As David Warton suggests (see the link to mvabund),metric/randomization techniques were great short cuts, but these shortcuts are not necessary now due to increases in computing power. I think he slightly overstates the mean-variance problem as most people that deal with community abundance data apply some type transformation. Nonetheless, model-based approaches, such as mvabund and the eco-phylogenetic PGLMM have numerous advantages in terms of power and flexibility (see Wang et al 2012 and  Ives and Helmus 2011). Interestingly, considering the advantages offered, both packages (particularly PGLMM ) aren’t used commonly with 39 citations for PGLMM and just over 100 for mvabund compared to the thousands (I’m guessing) that have used metric/randomization approaches. I wonder when this will change? They require only marginally more effort to use and there are plenty of well written guides to ease the skeptical community ecologist into it (see Will’s below). Maybe, for most people, it takes some convincing to convert away from techniques you learnt during your PhD…

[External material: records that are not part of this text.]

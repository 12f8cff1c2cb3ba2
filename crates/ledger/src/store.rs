//! Double-entry bookkeeping core.
//!
//! Every transfer creates exactly two `ledger_entries` rows sharing one
//! transaction id: a DEBIT (amount < 0) and a CREDIT (amount > 0). Burns
//! create a single DEBIT with no counterparty. Balances move in the same
//! database transaction as the entries, so SQLite's single-writer
//! transaction discipline gives the exclusivity that row locks provide on
//! server databases; wallets are still touched in ascending user-id order.

use std::str::FromStr;

use chrono::Utc;
use sqlx::sqlite::{SqliteConnectOptions, SqlitePool, SqlitePoolOptions};
use sqlx::{Sqlite, Transaction};
use tracing::{info, warn};
use uuid::Uuid;

use crate::model::{
    Device, DeviceCreate, DeviceUpdate, DeviceXpGrantRequest, DeviceXpResponse, HeartbeatResponse,
    LedgerEntry, LedgerError, RewardRate, RewardRateUpdate, SupplyStats, TransactionType, Wallet,
    ZoneMultiplierResponse, SYSTEM_USER_ID,
};
use crate::policy;

/// Reward rates seeded on first start (milli-units per hour, min uptime s).
const SEED_REWARD_RATES: &[(&str, i64, i64)] = &[
    ("llm_node", 5000, 300),
    ("sensor_node", 500, 300),
    ("hub", 1000, 300),
];

#[derive(Debug, Clone)]
pub struct LedgerStore {
    pool: SqlitePool,
}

I’m not saying that metric/randomisation methods will become redundant by the way. In fact currently, if you are interested in what landscape/biotic factors shape phylogenetic patterns like I am,  I don’t know of any other set of methods that work better. If I’m missing something – let me know! Also, as Ives and Helmus suggest, metric/randomisation methods will also still be important, at minimum, for exploring complex community data sets prior to conducting PGLMM or other similar methods.

Links:

Mvabund: https://www.youtube.com/watch?v=KnPkH6d89l4

Wang et al, 2012: http://onlinelibrary.wiley.com/doi/10.1111/j.2041-210X.2012.00190.x/full

Ives and Helmus 2011: http://onlinelibrary.wiley.com/doi/10.1111/j.2041-210X.2012.00190.x/full

Will’s PGLMM guide: https://cran.r-project.org/web/packages/pez/vignettes/pez-pglmm-overview.pdf

Useful microbial community ecology resource

Gusta me (GUide to STatistical Analysis in Microbial Ecology) is a website packed full of useful information for commonly employed community ecology (plus other) techniques in a microbial setting. Probably needs updating as lots of new modelling based approaches have been added in the last couple of years. Still broadly useful though as the descriptions of the techniques are spot on.

Here is the link: http://mb3is.megx.net/gustame/home

I have not read the associated paper yet  – but I’m sure it could be useful too.